Con lo que damos

Aquella mujer sabía que no iba a curar su enfermedad con las cinco pastillas de las que su amiga se despojó para ofrecérselas, necesitaba muchas más; sin embargo, era el mejor de los comienzos.

Así, la vecina sabe que las cucharadas de azúcar pasadas por arriba de la cerca son las más dulces; como es la más deliciosa la tacita de café que llega sin esperarla, porque no cuelas hace ya dos días.
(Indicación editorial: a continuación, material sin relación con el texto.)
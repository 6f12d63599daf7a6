//! Health and Prometheus metrics endpoints.

use std::sync::Arc;

use axum::Json;
use axum::extract::State;
use axum::http::{StatusCode, header};
use axum::response::IntoResponse;
use common::IdGenerator;
use metrics_exporter_prometheus::PrometheusHandle;
use serde::Serialize;

use super::AppState;

#[derive(Serialize)]
pub struct HealthResponse {
    pub status: &'static str,
    pub dishes: usize,
    pub orders: usize,
}

/// GET /health: liveness plus current store sizes.
pub async fn health<G: IdGenerator>(
    State(state): State<Arc<AppState<G>>>,
) -> Json<HealthResponse> {
    let dishes = state.dishes.store().read().await.len();
    let orders = state.orders.store().read().await.len();
    Json(HealthResponse {
        status: "ok",
        dishes,
        orders,
    })
}

/// GET /metrics: Prometheus text exposition.
pub async fn metrics(State(handle): State<PrometheusHandle>) -> impl IntoResponse {
    (
        StatusCode::OK,
        [(header::CONTENT_TYPE, "text/plain; version=0.0.4; charset=utf-8")],
        handle.render(),
    )
}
Son siempre bienvenidas las ropas y zapatos que recibes, como nuevos, porque ya no le sirven a algún sobrino o vecino, y sus dueños no los venden, porque serán más ricos si las regalan. Como ofrecen libros valiosos, juguetes, toallas, abrigos y hasta frazadas, porque todo no puede ser pensar en cuánto cuestan, en qué puedes comprar nuevo si vendes lo que ya no usas.

Los momentos de crisis (que pueden parecer siglos) sacan lo peor de mucha gente; mas aflora lo mejor en muchas otras que en dar y darse centran el sentido de sus vidas, porque ¿cómo se pasa por la Tierra sin esa vocación que es la más elevada de todas?

Creo en los dones, los percibo al instante, veo cuánto adornan a quienes los poseen; y, de todos ellos, el que más amo y abrazo es el don de dar, ese que una vez que te toca no te deja jamás, que te hace revisar gavetas, estantes y hasta la cartera, porque sabes que retener no es bueno, que dondequiera que hurgues encontrarás algo que ni te acordabas que tenías, y por qué no darlo, si una mano extendida, con cualquier cosa que sea, no tiene precio.

Poder solventar cada necesidad, gusto y hasta capricho, es bueno, lo ideal, porque es legítimo desear estar tranquilos, sin el susto del “no hay” o “ya se terminó”; pero, cuando no podemos, o en el momento más crucial, que alguien te diga “coge” puede ser la tabla salvadora.

Del vicio de estar atenta a lo que alguien cerca de mí está necesitando, no me quiero curar; porque, si eso es una enfermedad, es la única buena. La única que vale la pena que sea perenne, crónica, porque, contraria a las demás, no duele; alivia y consuela, y siempre que empeora, se pone mejor.

En tiempos en que algunos no quieren darte ni un gajito de mata de su jardín, sin fijarte un precio; en que en una tarima, al lado de tu casa, el vecino de toda la vida desangra tu mal nutrida cartera; en momentos en que algunos prefieren botar mangos y otras frutas podridas, viandas y especias, para no bajar los precios y menos regalarlas; en instantes en que llegas a creer en que una demencia colectiva pugna por instaurarse; hay muchos que lo ofrecen todo sin pensar si les quedará lo suficiente, muchos que emprenden verdaderas cruzadas por el bien, que atraen a muchos otros en sus intentos por compartir lo más mínimo que tengan porque nada los hace más dichosos.

En tiempos en que todo puede parecer perdido, en que muchas veces la oscuridad se enseñorea, en que el desaliento y los quebrantos penden sobre nosotros; en tiempos en que bajar los brazos puede parecer una opción, para algunos; una mano extendida, una mano con cinco pastillas y un “toma”, puede ser la cura absoluta de todos los males.